Your objective:
From the data that follows, report how many lines hold the string "arguments", giving only the number.

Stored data
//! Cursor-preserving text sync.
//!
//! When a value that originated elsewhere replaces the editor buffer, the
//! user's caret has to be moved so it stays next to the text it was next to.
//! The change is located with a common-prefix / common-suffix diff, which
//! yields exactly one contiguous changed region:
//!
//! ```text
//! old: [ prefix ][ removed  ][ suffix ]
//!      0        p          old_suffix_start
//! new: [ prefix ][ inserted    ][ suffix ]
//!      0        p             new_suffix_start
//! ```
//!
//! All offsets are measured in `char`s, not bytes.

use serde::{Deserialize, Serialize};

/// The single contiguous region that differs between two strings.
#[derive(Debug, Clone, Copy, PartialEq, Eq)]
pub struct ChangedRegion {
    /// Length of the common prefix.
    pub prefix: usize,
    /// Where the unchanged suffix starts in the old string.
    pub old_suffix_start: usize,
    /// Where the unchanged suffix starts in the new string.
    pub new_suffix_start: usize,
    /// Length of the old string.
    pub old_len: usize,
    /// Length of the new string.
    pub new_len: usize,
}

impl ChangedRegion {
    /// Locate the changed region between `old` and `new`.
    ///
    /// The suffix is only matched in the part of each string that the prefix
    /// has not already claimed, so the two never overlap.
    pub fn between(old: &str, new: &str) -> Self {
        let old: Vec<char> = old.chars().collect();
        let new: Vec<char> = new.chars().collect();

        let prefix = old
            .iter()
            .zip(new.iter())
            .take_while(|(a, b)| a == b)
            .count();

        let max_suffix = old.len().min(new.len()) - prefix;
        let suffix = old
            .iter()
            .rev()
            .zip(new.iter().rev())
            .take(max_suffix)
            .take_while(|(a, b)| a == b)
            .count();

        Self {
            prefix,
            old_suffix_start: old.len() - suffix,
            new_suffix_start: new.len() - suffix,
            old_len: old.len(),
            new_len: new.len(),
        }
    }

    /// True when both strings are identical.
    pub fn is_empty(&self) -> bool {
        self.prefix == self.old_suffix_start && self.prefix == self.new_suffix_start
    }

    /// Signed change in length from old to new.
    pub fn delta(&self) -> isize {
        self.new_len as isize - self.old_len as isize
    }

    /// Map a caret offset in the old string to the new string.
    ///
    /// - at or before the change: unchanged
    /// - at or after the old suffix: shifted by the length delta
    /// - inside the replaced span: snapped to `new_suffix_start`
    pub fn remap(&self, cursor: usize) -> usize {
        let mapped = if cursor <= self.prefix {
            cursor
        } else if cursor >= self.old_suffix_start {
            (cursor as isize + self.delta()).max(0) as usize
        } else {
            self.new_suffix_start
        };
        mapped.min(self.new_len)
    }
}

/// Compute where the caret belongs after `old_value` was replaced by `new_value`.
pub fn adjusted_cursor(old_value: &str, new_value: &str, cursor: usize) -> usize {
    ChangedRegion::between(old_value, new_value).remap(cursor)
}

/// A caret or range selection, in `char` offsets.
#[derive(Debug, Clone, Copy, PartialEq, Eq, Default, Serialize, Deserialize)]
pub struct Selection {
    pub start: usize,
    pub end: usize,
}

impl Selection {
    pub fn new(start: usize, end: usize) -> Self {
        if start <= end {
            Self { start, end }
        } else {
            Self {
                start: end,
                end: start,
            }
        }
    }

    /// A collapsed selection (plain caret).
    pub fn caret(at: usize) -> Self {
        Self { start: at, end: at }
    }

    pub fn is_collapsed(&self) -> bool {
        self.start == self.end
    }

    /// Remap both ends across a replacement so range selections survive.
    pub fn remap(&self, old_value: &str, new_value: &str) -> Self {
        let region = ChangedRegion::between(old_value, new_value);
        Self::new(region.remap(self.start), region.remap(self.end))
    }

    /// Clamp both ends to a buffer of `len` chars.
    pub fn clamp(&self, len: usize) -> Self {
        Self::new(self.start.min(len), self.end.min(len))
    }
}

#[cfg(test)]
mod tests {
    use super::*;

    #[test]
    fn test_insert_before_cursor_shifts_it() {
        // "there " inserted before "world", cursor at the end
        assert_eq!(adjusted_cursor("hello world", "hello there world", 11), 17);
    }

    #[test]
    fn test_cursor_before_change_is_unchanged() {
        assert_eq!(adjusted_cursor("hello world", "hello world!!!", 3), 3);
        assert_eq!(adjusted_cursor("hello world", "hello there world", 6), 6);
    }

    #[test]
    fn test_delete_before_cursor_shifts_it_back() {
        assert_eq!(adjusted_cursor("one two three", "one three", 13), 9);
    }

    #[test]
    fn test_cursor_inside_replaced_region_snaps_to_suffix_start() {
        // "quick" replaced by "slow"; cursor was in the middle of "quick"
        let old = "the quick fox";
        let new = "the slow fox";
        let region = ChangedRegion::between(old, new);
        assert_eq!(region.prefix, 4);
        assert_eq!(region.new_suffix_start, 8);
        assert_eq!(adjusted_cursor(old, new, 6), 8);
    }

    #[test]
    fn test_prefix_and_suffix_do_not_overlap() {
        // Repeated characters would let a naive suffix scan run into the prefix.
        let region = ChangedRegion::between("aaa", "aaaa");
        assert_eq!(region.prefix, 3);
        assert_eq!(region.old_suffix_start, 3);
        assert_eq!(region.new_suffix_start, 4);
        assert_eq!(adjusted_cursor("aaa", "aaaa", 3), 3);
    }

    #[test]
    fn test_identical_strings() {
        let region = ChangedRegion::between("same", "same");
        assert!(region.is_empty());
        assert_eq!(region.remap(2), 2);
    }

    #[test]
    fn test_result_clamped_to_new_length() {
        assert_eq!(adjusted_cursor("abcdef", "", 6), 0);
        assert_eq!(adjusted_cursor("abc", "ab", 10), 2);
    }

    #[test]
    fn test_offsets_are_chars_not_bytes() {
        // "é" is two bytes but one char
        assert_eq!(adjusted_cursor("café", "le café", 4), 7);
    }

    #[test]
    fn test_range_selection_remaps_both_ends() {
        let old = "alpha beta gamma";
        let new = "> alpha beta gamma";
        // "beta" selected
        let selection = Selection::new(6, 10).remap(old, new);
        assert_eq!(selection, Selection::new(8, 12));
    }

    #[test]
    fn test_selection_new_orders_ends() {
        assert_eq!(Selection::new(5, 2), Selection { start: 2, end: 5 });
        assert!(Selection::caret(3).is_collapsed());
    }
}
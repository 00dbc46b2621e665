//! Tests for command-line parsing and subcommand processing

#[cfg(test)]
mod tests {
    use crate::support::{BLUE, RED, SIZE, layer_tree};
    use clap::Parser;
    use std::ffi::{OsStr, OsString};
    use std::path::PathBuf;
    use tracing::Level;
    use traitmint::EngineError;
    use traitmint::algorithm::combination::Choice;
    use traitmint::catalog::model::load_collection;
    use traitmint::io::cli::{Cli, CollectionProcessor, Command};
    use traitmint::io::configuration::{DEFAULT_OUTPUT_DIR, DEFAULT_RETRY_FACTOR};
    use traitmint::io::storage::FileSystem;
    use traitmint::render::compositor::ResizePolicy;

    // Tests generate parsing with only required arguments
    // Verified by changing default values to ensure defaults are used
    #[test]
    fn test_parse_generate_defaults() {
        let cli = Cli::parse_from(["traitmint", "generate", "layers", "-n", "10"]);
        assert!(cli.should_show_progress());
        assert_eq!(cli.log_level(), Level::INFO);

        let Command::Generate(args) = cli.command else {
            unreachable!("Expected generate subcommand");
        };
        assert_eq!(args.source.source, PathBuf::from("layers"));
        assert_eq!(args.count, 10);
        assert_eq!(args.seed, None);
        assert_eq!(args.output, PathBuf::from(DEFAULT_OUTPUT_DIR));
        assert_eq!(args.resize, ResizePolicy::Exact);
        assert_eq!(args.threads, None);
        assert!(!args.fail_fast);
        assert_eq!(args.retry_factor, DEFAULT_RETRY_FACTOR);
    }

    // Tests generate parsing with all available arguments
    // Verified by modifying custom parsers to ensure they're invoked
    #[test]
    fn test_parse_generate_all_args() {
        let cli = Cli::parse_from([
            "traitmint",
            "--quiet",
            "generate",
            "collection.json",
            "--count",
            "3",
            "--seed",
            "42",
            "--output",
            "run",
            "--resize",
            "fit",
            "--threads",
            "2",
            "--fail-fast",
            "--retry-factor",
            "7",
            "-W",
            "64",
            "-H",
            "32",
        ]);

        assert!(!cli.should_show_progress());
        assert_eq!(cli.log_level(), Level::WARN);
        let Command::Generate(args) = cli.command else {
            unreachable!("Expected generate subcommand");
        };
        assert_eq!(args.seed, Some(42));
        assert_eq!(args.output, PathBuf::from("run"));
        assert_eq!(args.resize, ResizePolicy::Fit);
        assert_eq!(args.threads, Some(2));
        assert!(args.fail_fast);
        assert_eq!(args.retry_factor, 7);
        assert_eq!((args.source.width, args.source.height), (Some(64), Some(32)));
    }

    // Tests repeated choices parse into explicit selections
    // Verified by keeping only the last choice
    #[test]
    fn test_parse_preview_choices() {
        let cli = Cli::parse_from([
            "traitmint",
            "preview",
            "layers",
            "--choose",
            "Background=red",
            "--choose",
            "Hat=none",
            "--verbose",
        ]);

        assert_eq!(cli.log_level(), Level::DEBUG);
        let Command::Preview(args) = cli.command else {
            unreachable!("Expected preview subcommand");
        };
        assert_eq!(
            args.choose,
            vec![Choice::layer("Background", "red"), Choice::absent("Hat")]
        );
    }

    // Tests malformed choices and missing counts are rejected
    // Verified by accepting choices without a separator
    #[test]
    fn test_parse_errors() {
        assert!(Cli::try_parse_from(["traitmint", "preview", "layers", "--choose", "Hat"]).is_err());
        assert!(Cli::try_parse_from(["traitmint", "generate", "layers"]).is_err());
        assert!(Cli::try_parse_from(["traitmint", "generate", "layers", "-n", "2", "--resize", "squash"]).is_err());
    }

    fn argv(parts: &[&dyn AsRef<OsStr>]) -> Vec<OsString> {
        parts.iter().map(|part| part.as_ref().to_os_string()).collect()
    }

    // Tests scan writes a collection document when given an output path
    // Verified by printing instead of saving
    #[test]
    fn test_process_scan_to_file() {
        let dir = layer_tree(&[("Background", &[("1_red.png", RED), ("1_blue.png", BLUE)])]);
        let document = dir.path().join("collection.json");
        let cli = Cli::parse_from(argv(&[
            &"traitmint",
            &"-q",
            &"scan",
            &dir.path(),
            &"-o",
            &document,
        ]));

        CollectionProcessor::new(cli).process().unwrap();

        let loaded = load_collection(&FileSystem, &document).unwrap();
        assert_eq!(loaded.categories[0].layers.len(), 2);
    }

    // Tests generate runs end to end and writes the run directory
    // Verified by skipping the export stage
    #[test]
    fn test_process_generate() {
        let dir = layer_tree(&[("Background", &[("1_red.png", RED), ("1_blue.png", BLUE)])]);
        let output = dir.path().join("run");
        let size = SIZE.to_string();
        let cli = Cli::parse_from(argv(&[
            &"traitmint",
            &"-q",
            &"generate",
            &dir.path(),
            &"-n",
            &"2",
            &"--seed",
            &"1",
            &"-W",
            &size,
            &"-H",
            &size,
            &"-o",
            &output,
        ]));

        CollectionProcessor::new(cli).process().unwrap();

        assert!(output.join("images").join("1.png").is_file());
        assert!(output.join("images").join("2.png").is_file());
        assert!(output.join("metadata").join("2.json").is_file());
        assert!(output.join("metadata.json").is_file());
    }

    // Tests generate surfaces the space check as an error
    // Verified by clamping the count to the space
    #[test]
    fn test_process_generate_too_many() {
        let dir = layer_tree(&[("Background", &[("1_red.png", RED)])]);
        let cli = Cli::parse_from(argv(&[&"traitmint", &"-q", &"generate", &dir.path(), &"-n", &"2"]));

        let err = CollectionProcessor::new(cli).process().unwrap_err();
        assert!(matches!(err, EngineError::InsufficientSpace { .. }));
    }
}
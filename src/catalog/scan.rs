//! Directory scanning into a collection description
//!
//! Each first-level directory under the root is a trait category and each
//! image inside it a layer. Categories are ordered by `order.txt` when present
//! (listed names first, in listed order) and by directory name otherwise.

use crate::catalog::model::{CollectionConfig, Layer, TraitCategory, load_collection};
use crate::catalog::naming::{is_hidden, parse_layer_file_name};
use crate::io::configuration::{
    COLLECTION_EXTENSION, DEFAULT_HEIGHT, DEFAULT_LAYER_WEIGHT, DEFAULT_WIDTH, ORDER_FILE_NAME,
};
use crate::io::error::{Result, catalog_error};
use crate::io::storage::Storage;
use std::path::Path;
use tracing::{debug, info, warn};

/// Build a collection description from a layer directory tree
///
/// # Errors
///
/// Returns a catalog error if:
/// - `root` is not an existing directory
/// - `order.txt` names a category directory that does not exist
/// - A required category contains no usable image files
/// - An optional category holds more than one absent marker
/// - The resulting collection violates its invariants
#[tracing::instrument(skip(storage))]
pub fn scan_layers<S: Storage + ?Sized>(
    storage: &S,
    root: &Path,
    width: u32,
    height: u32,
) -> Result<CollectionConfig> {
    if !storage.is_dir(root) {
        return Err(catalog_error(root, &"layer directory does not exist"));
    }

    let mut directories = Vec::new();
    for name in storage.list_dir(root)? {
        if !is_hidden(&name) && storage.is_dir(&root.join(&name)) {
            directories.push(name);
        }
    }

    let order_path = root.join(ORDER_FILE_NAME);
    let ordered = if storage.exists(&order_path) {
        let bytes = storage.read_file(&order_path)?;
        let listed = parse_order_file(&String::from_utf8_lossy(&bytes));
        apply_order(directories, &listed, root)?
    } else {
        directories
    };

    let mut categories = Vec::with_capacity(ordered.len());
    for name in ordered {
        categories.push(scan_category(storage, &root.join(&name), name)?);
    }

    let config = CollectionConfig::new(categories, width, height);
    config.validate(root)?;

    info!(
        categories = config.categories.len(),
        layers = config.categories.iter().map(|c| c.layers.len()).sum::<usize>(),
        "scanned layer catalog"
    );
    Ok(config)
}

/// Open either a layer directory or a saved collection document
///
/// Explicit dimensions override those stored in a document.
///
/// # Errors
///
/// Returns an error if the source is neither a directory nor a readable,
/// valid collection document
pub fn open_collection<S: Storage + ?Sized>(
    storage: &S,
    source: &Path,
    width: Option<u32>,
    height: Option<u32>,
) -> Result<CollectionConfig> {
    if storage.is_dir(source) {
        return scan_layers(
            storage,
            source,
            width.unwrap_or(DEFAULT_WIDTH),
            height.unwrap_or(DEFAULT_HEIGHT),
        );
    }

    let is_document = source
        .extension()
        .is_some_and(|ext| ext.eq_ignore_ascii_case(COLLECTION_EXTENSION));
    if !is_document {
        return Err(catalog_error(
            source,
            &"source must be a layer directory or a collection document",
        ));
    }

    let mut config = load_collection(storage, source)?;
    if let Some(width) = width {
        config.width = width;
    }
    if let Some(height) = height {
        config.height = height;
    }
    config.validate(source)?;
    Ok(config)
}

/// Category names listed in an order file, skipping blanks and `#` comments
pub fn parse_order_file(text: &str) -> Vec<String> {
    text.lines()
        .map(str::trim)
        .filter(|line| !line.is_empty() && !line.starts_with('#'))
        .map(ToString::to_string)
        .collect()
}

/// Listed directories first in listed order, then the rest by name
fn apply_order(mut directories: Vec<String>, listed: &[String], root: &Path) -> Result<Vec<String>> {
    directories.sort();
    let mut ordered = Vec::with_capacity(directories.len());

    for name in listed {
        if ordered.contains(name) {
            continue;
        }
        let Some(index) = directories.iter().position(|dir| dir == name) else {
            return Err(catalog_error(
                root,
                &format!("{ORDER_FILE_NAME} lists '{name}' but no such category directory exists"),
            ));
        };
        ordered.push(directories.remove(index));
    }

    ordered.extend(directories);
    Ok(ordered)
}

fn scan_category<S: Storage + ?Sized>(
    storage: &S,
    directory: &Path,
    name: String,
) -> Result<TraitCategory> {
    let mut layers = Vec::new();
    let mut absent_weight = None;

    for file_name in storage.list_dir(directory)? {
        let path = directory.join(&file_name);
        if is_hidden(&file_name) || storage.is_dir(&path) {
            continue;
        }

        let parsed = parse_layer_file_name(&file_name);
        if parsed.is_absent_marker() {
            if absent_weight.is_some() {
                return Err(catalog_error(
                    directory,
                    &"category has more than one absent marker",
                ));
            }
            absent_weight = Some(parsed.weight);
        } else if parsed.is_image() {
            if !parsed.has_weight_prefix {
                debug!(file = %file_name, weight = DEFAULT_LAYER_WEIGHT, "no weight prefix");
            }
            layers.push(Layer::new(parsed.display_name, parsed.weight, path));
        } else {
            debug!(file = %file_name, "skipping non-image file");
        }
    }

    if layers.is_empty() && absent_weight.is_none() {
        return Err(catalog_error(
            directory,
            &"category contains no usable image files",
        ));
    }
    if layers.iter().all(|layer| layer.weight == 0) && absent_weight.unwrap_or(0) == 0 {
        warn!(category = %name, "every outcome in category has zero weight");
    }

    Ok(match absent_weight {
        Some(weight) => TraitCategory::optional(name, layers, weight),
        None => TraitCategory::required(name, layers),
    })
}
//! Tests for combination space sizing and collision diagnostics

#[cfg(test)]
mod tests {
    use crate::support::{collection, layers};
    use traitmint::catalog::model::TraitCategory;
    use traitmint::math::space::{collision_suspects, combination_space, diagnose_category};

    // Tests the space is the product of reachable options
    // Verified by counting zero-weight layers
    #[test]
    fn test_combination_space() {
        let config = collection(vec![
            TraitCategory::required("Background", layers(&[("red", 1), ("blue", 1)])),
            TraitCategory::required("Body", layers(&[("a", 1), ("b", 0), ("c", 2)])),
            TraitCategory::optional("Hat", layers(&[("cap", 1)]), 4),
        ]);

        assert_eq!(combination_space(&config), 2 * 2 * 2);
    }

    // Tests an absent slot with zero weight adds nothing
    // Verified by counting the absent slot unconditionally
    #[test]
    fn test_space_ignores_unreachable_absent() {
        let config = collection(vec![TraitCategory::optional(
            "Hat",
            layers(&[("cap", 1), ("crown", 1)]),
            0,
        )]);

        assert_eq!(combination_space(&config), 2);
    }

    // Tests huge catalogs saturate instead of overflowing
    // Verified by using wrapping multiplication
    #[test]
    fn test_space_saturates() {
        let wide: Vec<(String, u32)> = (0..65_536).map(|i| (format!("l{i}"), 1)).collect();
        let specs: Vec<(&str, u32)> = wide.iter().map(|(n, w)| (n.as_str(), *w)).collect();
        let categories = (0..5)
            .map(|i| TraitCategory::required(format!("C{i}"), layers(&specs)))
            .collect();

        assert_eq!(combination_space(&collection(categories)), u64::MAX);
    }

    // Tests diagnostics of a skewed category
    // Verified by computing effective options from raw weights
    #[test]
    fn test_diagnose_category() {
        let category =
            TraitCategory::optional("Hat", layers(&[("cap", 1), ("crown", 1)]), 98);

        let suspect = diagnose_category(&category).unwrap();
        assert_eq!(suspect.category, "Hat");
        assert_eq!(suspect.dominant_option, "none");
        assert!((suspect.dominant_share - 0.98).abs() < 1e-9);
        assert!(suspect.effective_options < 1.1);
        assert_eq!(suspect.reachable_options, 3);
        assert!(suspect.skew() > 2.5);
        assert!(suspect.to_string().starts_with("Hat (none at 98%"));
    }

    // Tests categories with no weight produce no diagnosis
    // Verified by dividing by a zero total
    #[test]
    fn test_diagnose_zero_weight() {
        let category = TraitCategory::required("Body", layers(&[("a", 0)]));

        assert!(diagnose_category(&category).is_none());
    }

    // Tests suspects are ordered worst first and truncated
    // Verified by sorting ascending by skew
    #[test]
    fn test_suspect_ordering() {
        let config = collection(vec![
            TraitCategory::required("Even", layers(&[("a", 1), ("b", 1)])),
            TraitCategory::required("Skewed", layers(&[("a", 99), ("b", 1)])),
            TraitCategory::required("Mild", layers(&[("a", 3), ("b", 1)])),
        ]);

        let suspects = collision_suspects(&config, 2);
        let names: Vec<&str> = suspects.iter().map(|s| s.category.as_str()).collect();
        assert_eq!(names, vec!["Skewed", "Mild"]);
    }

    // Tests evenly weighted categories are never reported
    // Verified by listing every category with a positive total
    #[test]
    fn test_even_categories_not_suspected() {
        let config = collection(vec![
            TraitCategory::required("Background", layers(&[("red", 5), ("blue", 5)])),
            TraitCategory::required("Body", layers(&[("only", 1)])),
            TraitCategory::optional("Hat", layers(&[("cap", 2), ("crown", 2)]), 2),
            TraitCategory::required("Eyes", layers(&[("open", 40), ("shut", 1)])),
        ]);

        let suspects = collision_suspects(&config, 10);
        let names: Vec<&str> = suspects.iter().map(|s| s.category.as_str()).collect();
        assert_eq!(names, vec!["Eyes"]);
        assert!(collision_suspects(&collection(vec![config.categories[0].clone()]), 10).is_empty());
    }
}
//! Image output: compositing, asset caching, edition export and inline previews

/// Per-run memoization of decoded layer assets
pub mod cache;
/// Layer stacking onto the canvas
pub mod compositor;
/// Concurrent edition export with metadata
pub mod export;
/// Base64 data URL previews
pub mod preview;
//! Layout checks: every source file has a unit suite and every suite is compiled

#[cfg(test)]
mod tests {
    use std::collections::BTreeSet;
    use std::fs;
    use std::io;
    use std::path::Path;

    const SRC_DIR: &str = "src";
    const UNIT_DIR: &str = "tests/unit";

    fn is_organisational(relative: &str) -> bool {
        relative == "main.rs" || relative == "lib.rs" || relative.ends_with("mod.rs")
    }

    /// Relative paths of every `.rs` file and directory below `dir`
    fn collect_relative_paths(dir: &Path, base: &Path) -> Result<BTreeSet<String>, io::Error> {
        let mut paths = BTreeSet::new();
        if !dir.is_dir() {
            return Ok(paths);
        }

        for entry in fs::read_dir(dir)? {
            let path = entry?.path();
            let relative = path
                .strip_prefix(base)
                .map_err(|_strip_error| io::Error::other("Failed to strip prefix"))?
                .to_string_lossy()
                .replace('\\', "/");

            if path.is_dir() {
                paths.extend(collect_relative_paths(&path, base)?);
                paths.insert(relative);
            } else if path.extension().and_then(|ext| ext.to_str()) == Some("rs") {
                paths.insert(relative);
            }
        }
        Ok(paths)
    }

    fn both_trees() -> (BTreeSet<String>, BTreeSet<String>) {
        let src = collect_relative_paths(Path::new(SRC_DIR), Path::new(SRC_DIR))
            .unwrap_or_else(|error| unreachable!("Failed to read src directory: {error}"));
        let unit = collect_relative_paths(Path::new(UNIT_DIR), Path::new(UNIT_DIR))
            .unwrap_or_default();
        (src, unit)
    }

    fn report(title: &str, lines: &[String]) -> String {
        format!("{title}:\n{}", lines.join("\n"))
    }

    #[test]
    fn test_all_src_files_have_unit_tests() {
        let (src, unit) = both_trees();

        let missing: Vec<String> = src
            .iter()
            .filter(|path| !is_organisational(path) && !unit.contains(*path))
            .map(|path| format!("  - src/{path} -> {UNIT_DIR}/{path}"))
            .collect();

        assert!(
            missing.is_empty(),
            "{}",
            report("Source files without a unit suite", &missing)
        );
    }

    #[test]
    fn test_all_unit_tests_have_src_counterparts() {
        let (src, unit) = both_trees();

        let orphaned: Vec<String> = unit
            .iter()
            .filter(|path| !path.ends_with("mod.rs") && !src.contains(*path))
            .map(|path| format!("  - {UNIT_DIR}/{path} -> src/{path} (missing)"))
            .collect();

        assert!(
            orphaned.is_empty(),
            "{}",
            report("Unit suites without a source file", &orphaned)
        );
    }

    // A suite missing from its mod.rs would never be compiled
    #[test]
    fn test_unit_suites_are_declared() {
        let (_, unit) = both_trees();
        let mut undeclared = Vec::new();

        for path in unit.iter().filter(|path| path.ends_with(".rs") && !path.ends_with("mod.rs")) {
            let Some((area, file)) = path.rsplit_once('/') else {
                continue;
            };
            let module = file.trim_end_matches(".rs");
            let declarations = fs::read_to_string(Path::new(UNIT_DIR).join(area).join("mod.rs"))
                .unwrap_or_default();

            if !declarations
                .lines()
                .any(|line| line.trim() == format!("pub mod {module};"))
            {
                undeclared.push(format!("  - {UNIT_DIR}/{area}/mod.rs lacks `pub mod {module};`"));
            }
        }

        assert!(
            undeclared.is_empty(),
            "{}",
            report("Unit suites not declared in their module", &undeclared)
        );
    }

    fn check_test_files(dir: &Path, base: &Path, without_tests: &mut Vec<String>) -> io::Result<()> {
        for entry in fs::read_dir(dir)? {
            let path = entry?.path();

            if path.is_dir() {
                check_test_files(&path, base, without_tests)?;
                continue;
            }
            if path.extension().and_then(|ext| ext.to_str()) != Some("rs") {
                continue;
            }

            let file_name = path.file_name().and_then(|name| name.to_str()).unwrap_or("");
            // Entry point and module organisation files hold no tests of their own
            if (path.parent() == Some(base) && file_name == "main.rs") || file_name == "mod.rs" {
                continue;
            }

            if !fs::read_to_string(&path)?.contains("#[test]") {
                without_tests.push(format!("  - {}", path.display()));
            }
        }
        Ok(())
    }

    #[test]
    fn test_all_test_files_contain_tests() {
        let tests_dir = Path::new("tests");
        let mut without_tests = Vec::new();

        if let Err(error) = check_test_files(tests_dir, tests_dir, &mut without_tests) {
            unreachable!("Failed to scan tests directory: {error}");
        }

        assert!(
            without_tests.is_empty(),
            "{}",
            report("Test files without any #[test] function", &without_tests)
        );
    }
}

Answer to this problem:
2